Unfortunately this didn’t always work as planned, especially if the antivirus software removed CryptoLocker’s registry entries, with the new invocation of the malware simply encrypting the files again. The malware’s authors had promised to make a decryption tool available for their “customers” and indeed, it appears they have indeed come through.
Hosted as a tor hidden service (aka an .onion site) the web interface allows affected users to submit a sample of a file that CryptoLocker has encrypted, pay the ransom and receive a decryption tool. This in itself is not that interesting.
What is interesting is that one of CryptoLocker’s most prominent features was a countdown timer that gave the user a limited amount of time (72 hours) to pay the ransom lest “the server will destroy the key after the time specified in this window.”

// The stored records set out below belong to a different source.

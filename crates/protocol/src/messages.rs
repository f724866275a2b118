//! Network message types.
//!
//! Inputs flow from the controlling peer to the authority, snapshots from
//! the authority to every peer. Both are tagged with their tick and tolerate
//! loss, duplication and reordering, so every message goes over an
//! unreliable channel.

use serde::{Deserialize, Serialize};
use vantage_game::{EntityId, Outgoing, ReconcileOutcome, ReconciliationSnapshot, Simulation, SimulationError};
use vantage_physics::{InputRecord, Tick};

/// All possible messages.
#[derive(Debug, Clone, PartialEq, Serialize, Deserialize)]
pub enum NetMessage {
    /// Input for a single tick.
    Input(InputMessage),

    /// Several recent inputs, sent together for loss tolerance.
    InputBatch(InputBatchMessage),

    /// Authoritative state for one entity at one tick.
    Reconcile(ReconciliationSnapshot),
}

/// Input for a single tick.
#[derive(Debug, Clone, PartialEq, Serialize, Deserialize)]
pub struct InputMessage {
    pub entity: EntityId,
    pub input: InputRecord,
}

/// Batch of inputs for consecutive ticks, oldest first.
#[derive(Debug, Clone, PartialEq, Serialize, Deserialize)]
pub struct InputBatchMessage {
    pub entity: EntityId,
    pub inputs: Vec<InputRecord>,
}

/// What delivering a message to a simulation did.
#[derive(Debug, Clone, Copy, PartialEq, Eq)]
pub enum Delivery {
    /// Number of input records accepted (duplicates and late ones are not).
    Inputs { accepted: usize },
    Reconciled(ReconcileOutcome),
}

impl NetMessage {
    /// Most recent tick the message carries.
    pub fn tick(&self) -> Option<Tick> {
        match self {
            NetMessage::Input(message) => Some(message.input.tick),
            NetMessage::InputBatch(message) => message.inputs.iter().map(|input| input.tick).max(),
            NetMessage::Reconcile(snapshot) => Some(snapshot.tick),
        }
    }

    pub fn entity(&self) -> EntityId {
        match self {
            NetMessage::Input(message) => message.entity,
            NetMessage::InputBatch(message) => message.entity,
            NetMessage::Reconcile(snapshot) => snapshot.entity,
        }
    }

    /// Hand the message to a simulation.
    pub fn deliver(&self, simulation: &mut Simulation) -> Result<Delivery, SimulationError> {
        match self {
            NetMessage::Input(message) => {
                let accepted = simulation.receive_input(message.entity, message.input)?;
                Ok(Delivery::Inputs {
                    accepted: usize::from(accepted),
                })
            }
            NetMessage::InputBatch(message) => {
                let mut accepted = 0;
                for input in &message.inputs {
                    if simulation.receive_input(message.entity, *input)? {
                        accepted += 1;
                    }
                }
                Ok(Delivery::Inputs { accepted })
            }
            NetMessage::Reconcile(snapshot) => Ok(Delivery::Reconciled(simulation.apply_snapshot(snapshot)?)),
        }
    }
}

impl From<Outgoing> for NetMessage {
    fn from(outgoing: Outgoing) -> Self {
        match outgoing {
            Outgoing::Inputs { entity, mut records } if records.len() == 1 => NetMessage::Input(InputMessage {
                entity,
                input: records.remove(0),
            }),
            Outgoing::Inputs { entity, records } => NetMessage::InputBatch(InputBatchMessage {
                entity,
                inputs: records,
            }),
            Outgoing::Snapshot(snapshot) => NetMessage::Reconcile(snapshot),
        }
    }
}

#[cfg(test)]
mod tests {
    use super::*;
    use std::sync::Arc;

    use glam::{Vec2, Vec3};
    use vantage_game::SimulationConfig;
    use vantage_physics::{CommandButtons, PlaneWorld};

    fn forward(tick: Tick) -> InputRecord {
        InputRecord::new(0.0, 1.0, CommandButtons::default(), Vec2::ZERO).with_tick(tick)
    }

    fn server() -> Simulation {
        let mut sim = Simulation::server(SimulationConfig::default());
        sim.spawn_entity(1, false, Arc::new(PlaneWorld::flat(0.0)), Vec3::ZERO)
            .unwrap();
        sim
    }

    #[test]
    fn test_batch_delivery_skips_duplicates() {
        let mut sim = server();
        let first = NetMessage::InputBatch(InputBatchMessage {
            entity: 1,
            inputs: vec![forward(1), forward(2), forward(3)],
        });
        let overlapping = NetMessage::InputBatch(InputBatchMessage {
            entity: 1,
            inputs: vec![forward(2), forward(3), forward(4)],
        });

        assert_eq!(first.deliver(&mut sim).unwrap(), Delivery::Inputs { accepted: 3 });
        assert_eq!(overlapping.deliver(&mut sim).unwrap(), Delivery::Inputs { accepted: 1 });
        assert_eq!(overlapping.tick(), Some(4));
    }

    #[test]
    fn test_from_outgoing() {
        let single = NetMessage::from(Outgoing::Inputs {
            entity: 4,
            records: vec![forward(9)],
        });
        assert!(matches!(single, NetMessage::Input(ref message) if message.input.tick == 9));

        let batch = NetMessage::from(Outgoing::Inputs {
            entity: 4,
            records: vec![forward(8), forward(9)],
        });
        assert!(matches!(batch, NetMessage::InputBatch(ref message) if message.inputs.len() == 2));
        assert_eq!(batch.entity(), 4);
    }

    #[test]
    fn test_snapshot_round_trip_through_simulations() {
        let mut server = server();
        let mut client = Simulation::client(SimulationConfig::default());
        client
            .spawn_entity(1, true, Arc::new(PlaneWorld::flat(0.0)), Vec3::ZERO)
            .unwrap();

        for tick in 1..=5 {
            client.tick(&[(1, forward(tick))]);
            for outgoing in client.drain_outgoing() {
                NetMessage::from(outgoing).deliver(&mut server).unwrap();
            }
            server.tick(&[]);
        }

        let snapshots: Vec<NetMessage> = server.drain_outgoing().into_iter().map(NetMessage::from).collect();
        let last = snapshots.last().unwrap();
        assert_eq!(last.tick(), Some(5));

        let delivery = last.deliver(&mut client).unwrap();
        assert_eq!(delivery, Delivery::Reconciled(ReconcileOutcome::Applied { replayed: 0 }));
        // Both sides ran the same inputs
        assert_eq!(
            client.entity(1).unwrap().physical,
            server.entity(1).unwrap().physical
        );

        // Re-delivery is stale
        assert_eq!(last.deliver(&mut client).unwrap(), Delivery::Reconciled(ReconcileOutcome::Stale));
    }

    #[test]
    fn test_unknown_entity_is_an_error() {
        let mut sim = server();
        let message = NetMessage::Input(InputMessage {
            entity: 99,
            input: forward(1),
        });
        assert!(matches!(message.deliver(&mut sim), Err(SimulationError::UnknownEntity(99))));
    }
}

The creators behind the software must have realized that this wasn’t such a great business model, considering some people may have called their bluff and assumed the data could be trivially recovered by a competent IT consultant. The net result would be people contacting the authors (and the malware authors have been very active indeed, trolling IT help forums for their “customers” and providing “advice” when required) quite desperate to get their data back despite the time period they were given for recovery being exhausted. The whole claim by the malware that they would permanently delete the keys after just 72 hours seemed fishy from the beginning. After all, there is no logical reason as to why you would purge them.
The new decryption website now offers to retrieve keys that have gone past the deadline for the princely sum of 10 BTC (that’s almost $2,500 at the time of writing). The original ransom demand was a comparatively paltry 2 BTC.